In other words, I relied on independent third party assessors, and I benchmarked it against other vehicles.
I think that it’s safe to say it would have been impossible for me to personally capture each of those data points without making that single decision my full time job and, most likely, going bankrupt. It would have been equally foolish to delegate a third party to collect all of the information on my behalf. After all, how can I trust someone else to assess my preference for handling?
Think of how much more difficult it would be for me to achieve an optimal outcome if all of that external information was unavailable. Imagine there were no crash test safety ratings, or highway fuel consumption numbers, or Consumer Reports comparison reviews, or historical performance results, or engine specifications, or so on. Making a “good decision” without such information to guide me would be virtually impossible.
Now imagine how different the automotive industry would be today if we didn’t have those information sources. Think of the innovations that would never have materialized without the recognition that there was a gap that needed addressing: daytime running lights, air bags, rear middle break light, hands free Bluetooth, crumple zones, auto dimming rear-view mirrors, driver seat memory programming, ….
Compare this fairly routine and innocuous decision against how healthcare is delivered. While the physical exam is sacrosanct and well integrated into healthcare transactions, what about the other elements: external assessment, benchmarking, and outcome assessment? How is that data integrated into the thousands of healthcare transactions that occur every day that have far more serious implications than how satisfied I am with my vehicle?
In Alberta, we have invested in building a data asset in bone and joint health that is becoming the envy of Canada. We have spent the last several years building an information system that integrates an impressive amount of data relevant to MSK care. We started with hip and knee arthroplasty, but are quickly expanding into hip fracture care and will be incorporating other MSK areas imminently. The repository integrates data from about 20 different sources that span the entire continuum of care, and captures information on pre-, peri-, and post-operative transactions and outcomes.

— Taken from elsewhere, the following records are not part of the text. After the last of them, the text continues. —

/// Options for copies on removable media.
#[derive(Debug, Clone, Default, PartialEq, Eq, Serialize, Deserialize)]
pub struct TapeCopyOptions {
    /// Offline copy method.
    pub offline_copy: Option<OfflineCopy>,
    /// Number of drives.
    pub drives: Option<u64>,
    /// Multi-drive size window.
    pub drive_limits: Option<DriveLimits>,
    /// Start archiving once the oldest file reaches this age.
    pub start_age: Option<TimeValue>,
    /// Start archiving once this many files are pending.
    pub start_count: Option<u64>,
    /// Start archiving once this much data is pending.
    pub start_size: Option<SizeValue>,
}

/// Options for disk copies.
#[derive(Debug, Clone, Default, PartialEq, Eq, Serialize, Deserialize)]
pub struct DiskCopyOptions {
    /// Offline copy method.
    pub offline_copy: Option<OfflineCopy>,
    /// Start archiving once the oldest file reaches this age.
    pub start_age: Option<TimeValue>,
    /// Start archiving once this many files are pending.
    pub start_count: Option<u64>,
    /// Start archiving once this much data is pending.
    pub start_size: Option<SizeValue>,
    /// Recycle once usage passes this percentage.
    pub recycle_hwm: Option<u8>,
    /// Minimum percentage gain before a volume is recycled.
    pub min_gain: Option<u8>,
    /// Address notified when recycling runs.
    pub notify_address: Option<String>,
}

/// Options by copy kind.
#[derive(Debug, Clone, PartialEq, Eq, Serialize, Deserialize)]
#[serde(rename_all = "snake_case")]
pub enum CopyOptions {
    /// Removable media options.
    Tape(TapeCopyOptions),
    /// Disk options.
    Disk(DiskCopyOptions),
}

impl CopyOptions {
    const fn kind(&self) -> CopyKind {
        match self {
            Self::Tape(_) => CopyKind::TapeBase,
            Self::Disk(_) => CopyKind::DiskBase,
        }
    }
}

/// Raw options form input.
#[derive(Debug, Clone, Default, Deserialize)]
#[serde(default)]
#[allow(missing_docs)]
pub struct CopyOptionsInput {
    pub offline_copy: String,
    pub drives: String,
    pub drive_min: String,
    pub drive_min_unit: Option<String>,
    pub drive_max: String,
    pub drive_max_unit: Option<String>,
    pub start_age: String,
    pub start_age_unit: Option<String>,
    pub start_count: String,
    pub start_size: String,
    pub start_size_unit: Option<String>,
    pub recycle_hwm: String,
    pub min_gain: String,
    pub notify_address: String,
}

impl CopyOptionsInput {
    /// Validate the options for a copy of `kind`.
    ///
    /// # Errors
    ///
    /// Field errors for malformed values, `PairIncomplete` when only one drive
    /// limit is given, and `MediaTypeMismatch` for options of the other kind.
    pub fn validate(&self, kind: CopyKind, limits: &EngineLimits) -> PolicyResult<CopyOptions> {
        let offline_copy = OfflineCopy::parse(&self.offline_copy)?;
        let start_age = validate_time(
            Field::StartAge,
            &self.start_age,
            self.start_age_unit.as_deref(),
            false,
            limits,
        )?;
        let start_count = validate_count(Field::StartCount, &self.start_count)?;
        let start_size = validate_size(
            Field::StartSize,
            &self.start_size,
            self.start_size_unit.as_deref(),
            false,
            limits,
        )?;

        match kind {
            CopyKind::TapeBase => {
                reject_present(Field::RecycleHighWaterMark, &self.recycle_hwm)?;
                reject_present(Field::MinGain, &self.min_gain)?;
                reject_present(Field::NotifyAddress, &self.notify_address)?;
                Ok(CopyOptions::Tape(TapeCopyOptions {
                    offline_copy,
                    drives: validate_count(Field::Drives, &self.drives)?,
                    drive_limits: self.drive_limits(limits)?,
                    start_age,
                    start_count,
                    start_size,
                }))
            }
            CopyKind::DiskBase => {
                reject_present(Field::Drives, &self.drives)?;
                reject_present(Field::DriveMin, &self.drive_min)?;
                reject_present(Field::DriveMax, &self.drive_max)?;
                Ok(CopyOptions::Disk(DiskCopyOptions {
                    offline_copy,
                    start_age,
                    start_count,
                    start_size,
                    recycle_hwm: validate_percent(Field::RecycleHighWaterMark, &self.recycle_hwm)?,
                    min_gain: validate_percent(Field::MinGain, &self.min_gain)?,
                    notify_address: validate_mail_address(&self.notify_address)?,
                }))
            }
        }
    }

    fn drive_limits(&self, limits: &EngineLimits) -> PolicyResult<Option<DriveLimits>> {
        let min = validate_size(
            Field::DriveMin,
            &self.drive_min,
            self.drive_min_unit.as_deref(),
            false,
            limits,
        )?;
        let max = validate_size(
            Field::DriveMax,
            &self.drive_max,
            self.drive_max_unit.as_deref(),
            false,
            limits,
        )?;
        match (min, max) {
            (None, None) => Ok(None),
            (Some(_), None) => Err(invalid(Field::DriveMax, FieldIssue::PairIncomplete, None)),
            (None, Some(_)) => Err(invalid(Field::DriveMin, FieldIssue::PairIncomplete, None)),
            (Some(min), Some(max)) => {
                validate_pair(Field::DriveMin, Some(&min), Some(&max))?;
                Ok(Some(DriveLimits { min, max }))
            }
        }
    }
}

fn reject_present(field: Field, raw: &str) -> PolicyResult<()> {
    if raw.trim().is_empty() {
        Ok(())
    } else {
        Err(invalid(field, FieldIssue::MediaTypeMismatch, Some(raw.trim())))
    }
}

fn validate_mail_address(raw: &str) -> PolicyResult<Option<String>> {
    let trimmed = raw.trim();
    if trimmed.is_empty() {
        return Ok(None);
    }
    let valid = trimmed.split_once('@').is_some_and(|(local, domain)| {
        !local.is_empty()
            && !domain.contains('@')
            && domain.split('.').count() >= 2
            && domain.split('.').all(|label| !label.is_empty())
    }) && !trimmed.chars().any(char::is_whitespace);
    if valid {
        Ok(Some(trimmed.to_string()))
    } else {
        Err(invalid(
            Field::NotifyAddress,
            FieldIssue::InvalidMailAddress,
            Some(trimmed),
        ))
    }
}

/// Normalised parameters of one archive copy.
#[derive(Debug, Clone, PartialEq, Eq, Serialize)]
pub struct CopyDescriptor {
    number: CopyNumber,
    archive_age: TimeValue,
    expiration: Expiration,
    media: Option<CopyMedia>,
    kind: CopyKind,
    reservation: ReservationMethod,
    ignore_recycle: bool,
    options: Option<CopyOptions>,
    will_be_saved: bool,
}

impl CopyDescriptor {
    /// Default-constructed descriptor for a copy seen for the first time:
    /// default archive age, never expires, no media, no reservation.
    #[must_use]
    pub const fn new(number: CopyNumber, defaults: &WizardDefaults) -> Self {
        Self {
            number,
            archive_age: TimeValue::new(defaults.archive_age_minutes, TimeUnit::Minutes),
            expiration: Expiration::Never,
            media: None,
            kind: CopyKind::TapeBase,
            reservation: ReservationMethod::NONE,
            ignore_recycle: false,
            options: None,
            will_be_saved: false,
        }
    }

    /// Copy number.
    #[must_use]
    pub const fn number(&self) -> CopyNumber {
        self.number
    }

    /// Archive age.
    #[must_use]
    pub const fn archive_age(&self) -> TimeValue {
        self.archive_age
    }

    /// Expiration.
    #[must_use]
    pub const fn expiration(&self) -> Expiration {
        self.expiration
    }

    /// Media assignment, once set.
    #[must_use]
    pub const fn media(&self) -> Option<&CopyMedia> {
        self.media.as_ref()
    }

    /// Options page routing tag.
    #[must_use]
    pub const fn kind(&self) -> CopyKind {
        self.kind
    }

    /// Reservation method.
    #[must_use]
    pub const fn reservation(&self) -> ReservationMethod {
        self.reservation
    }

    /// Whether the recycler ignores this copy.
    #[must_use]
    pub const fn ignore_recycle(&self) -> bool {
        self.ignore_recycle
    }

    /// Kind-specific options, once set.
    #[must_use]
    pub const fn options(&self) -> Option<&CopyOptions> {
        self.options.as_ref()
    }

    /// Whether the copy is marked for persistence.
    #[must_use]
    pub const fn will_be_saved(&self) -> bool {
        self.will_be_saved
    }

    pub(crate) const fn mark_for_save(&mut self) {
        self.will_be_saved = true;
    }
}

/// Assembly progress of a copy.
#[derive(Debug, Clone, Copy, PartialEq, Eq, PartialOrd, Ord, Serialize)]
#[serde(rename_all = "snake_case")]
pub enum CopyState {
    /// Nothing captured yet.
    Uninitialized,
    /// Archive age (and expiration) captured.
    AgeSet,
    /// Media assigned.
    MediaAssigned,
    /// Reservation captured.
    ReservationSet,
    /// Ready for submission.
    Committed,
}

/// Whether blank mandatory fields fall back to defaults.
#[derive(Debug, Clone, Copy, PartialEq, Eq, Serialize, Deserialize)]
#[serde(rename_all = "snake_case")]
pub enum EntryMode {
    /// Interactive wizard: mandatory fields must be filled in.
    Wizard,
    /// Direct edits: blank fields take their defaults.
    Direct,
}

/// One entry in the session copy map.
#[derive(Debug, Clone, PartialEq, Eq)]
pub struct CopySlot {
    state: CopyState,
    descriptor: CopyDescriptor,
}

Dozens of variables have been captured on more than 110,000 elective arthroplasty episodes of care.
One of the Institute’s goals is to mobilize this information to improve clinical and operational decision making. To date we have leveraged this data to support planning efforts, to model the impact of potential changes in care, to measure intended and unintended consequences of changes in care guidelines, to inform continuous improvement activities (at the physician, site, zone, and provincial level), and to measure variability in care delivery, processes, and outcomes.
The data serves as the platform unto which we mobilize improvement initiatives. However, the data alone cannot answer the questions that inevitably arise from careful examination. Answers require good data, sound methodology, and appropriate context.
We are privileged to collaborate with passionate and motivated individuals at clinics and hospitals across the province dedicated to using data to drive improvement. Through this partnership, we can leverage the data system that has been developed to walk the full improvement life cycle: from identification of opportunities for improvement, to investigation of root causes, the planning and execution of improvement initiatives, to studying the intended and unintended consequences.
Alberta is building a learning system.